- Run by University College London (UCL), in partnership with Care City, North East London Foundation Trust, the Bayswater Institute and UCL Partners.
- Focusing on community health care at two sites in North East London.
- Aiming to identify the scope for transformational efficiency gains in home-based NHS care.
- Will use operational research, mathematical modelling and systems analysis to identify workforce operations used by other industries that could deliver improved efficiency.
NHS staff who provide home-based care spend a lot of time travelling, and the care provided by different professionals and provider organisations is often poorly coordinated. More efficient ways of delivering this care could reduce costs while also improving patient and staff experience.
This round two Efficiency Research project will explore whether workforce operations used by other industries can improve the efficiency of home-based NHS care, and if so, how. For example, online supermarkets use operational research algorithms to design delivery routes that incorporate customer preferences on delivery times, while minimising journey times. The project will be led by operational researchers at University College London (UCL).
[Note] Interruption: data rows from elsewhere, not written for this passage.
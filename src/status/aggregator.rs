use std::cmp::Reverse;

use serde::Serialize;

use super::{OverallStatus, RuleOutcome, RuleStatus, StatusThresholds};

/// Aggregate counts over every rule outcome of a run.
#[derive(Debug, Clone, Copy, Default, PartialEq, Eq, Serialize)]
pub struct StatusSummary {
    pub total_rules: usize,
    pub executed: usize,
    pub load_failed: usize,
    pub execution_failed: usize,
    pub no_scanner: usize,
    pub total_violations: usize,
    /// Executed rules without violations.
    pub clean_rules: usize,
    /// Executed rules with warnings but no errors.
    pub warning_rules: usize,
    /// Executed rules with at least one error.
    pub error_rules: usize,
}

impl StatusSummary {
    #[must_use]
    pub fn from_outcomes(outcomes: &[RuleOutcome]) -> Self {
        let mut summary = Self {
            total_rules: outcomes.len(),
            ..Self::default()
        };
        for outcome in outcomes {
            match outcome.status {
                RuleStatus::Executed => {
                    summary.executed += 1;
                    summary.total_violations += outcome.violation_count();
                    if outcome.has_errors() {
                        summary.error_rules += 1;
                    } else if outcome.has_warnings() {
                        summary.warning_rules += 1;
                    } else {
                        summary.clean_rules += 1;
                    }
                }
                RuleStatus::LoadFailed => summary.load_failed += 1,
                RuleStatus::ExecutionFailed => summary.execution_failed += 1,
                RuleStatus::NoScanner => summary.no_scanner += 1,
            }
        }
        summary
    }
}

/// A classified run, with each section in display order.
#[derive(Debug, Clone)]
pub struct StatusReport<'a> {
    pub status: OverallStatus,
    pub summary: StatusSummary,
    /// Every outcome, in run order.
    pub outcomes: &'a [RuleOutcome],
    /// Rules with a scanner: errors, then warnings, then clean, then
    /// un-executed; each group by descending violation count, then rule file.
    pub rules: Vec<&'a RuleOutcome>,
    pub load_failures: Vec<&'a RuleOutcome>,
    pub execution_failures: Vec<&'a RuleOutcome>,
    /// The first `no_scanner_display_limit` rules without a scanner.
    pub no_scanner: Vec<&'a RuleOutcome>,
    /// No-scanner rules left out of `no_scanner`.
    pub no_scanner_hidden: usize,
}

/// Builds status reports under a fixed set of thresholds.
#[derive(Debug, Clone, Copy, Default)]
pub struct StatusAggregator {
    thresholds: StatusThresholds,
}

impl StatusAggregator {
    #[must_use]
    pub const fn new(thresholds: StatusThresholds) -> Self {
        Self { thresholds }
    }

    #[must_use]
    pub const fn thresholds(&self) -> &StatusThresholds {
        &self.thresholds
    }

    #[must_use]
    pub fn build<'a>(&self, outcomes: &'a [RuleOutcome]) -> StatusReport<'a> {
        let summary = StatusSummary::from_outcomes(outcomes);
        let status = self.thresholds.classify(&summary);

        let mut rules: Vec<&RuleOutcome> = outcomes
            .iter()
            .filter(|o| o.status != RuleStatus::NoScanner)
            .collect();
        rules.sort_by(|a, b| {
            (rank(a), Reverse(a.violation_count()), &a.rule_file).cmp(&(
                rank(b),
                Reverse(b.violation_count()),
                &b.rule_file,
            ))
        });

        let with_status = |status: RuleStatus| -> Vec<&'a RuleOutcome> {
            outcomes.iter().filter(|o| o.status == status).collect()
        };
        let mut no_scanner = with_status(RuleStatus::NoScanner);
        let no_scanner_hidden = no_scanner
            .len()
            .saturating_sub(self.thresholds.no_scanner_display_limit);
        no_scanner.truncate(self.thresholds.no_scanner_display_limit);

        StatusReport {
            status,
            summary,
            outcomes,
            rules,
            load_failures: with_status(RuleStatus::LoadFailed),
            execution_failures: with_status(RuleStatus::ExecutionFailed),
            no_scanner,
            no_scanner_hidden,
        }
    }
}

fn rank(outcome: &RuleOutcome) -> u8 {
    if outcome.status != RuleStatus::Executed {
        3
    } else if outcome.has_errors() {
        0
    } else if outcome.has_warnings() {
        1
    } else {
        2
    }
}

#[cfg(test)]
#[path = "aggregator_tests.rs"]
mod tests;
The team will first investigate what efficiency means to patients, professionals and health care commissioners, exploring agreements and differences in their perspectives. They will also build shared understanding by developing mathematical expressions linking the different aspects of efficiency. This information will form the basis for modelling work to identify innovations and strategies in the research literature that could improve efficiency. The work will include assessing the potential for some of the tasks currently performed by NHS staff to be carried out by the social care or voluntary sectors.
The project will look at the current delivery of home-based NHS services at two sites (Barking and Dagenham, and Redbridge) and analyse the capacity for change in these systems. The team will identify strategies that offer the best prospects of major efficiency gains at the two sites, as well as generalisable lessons for other sites.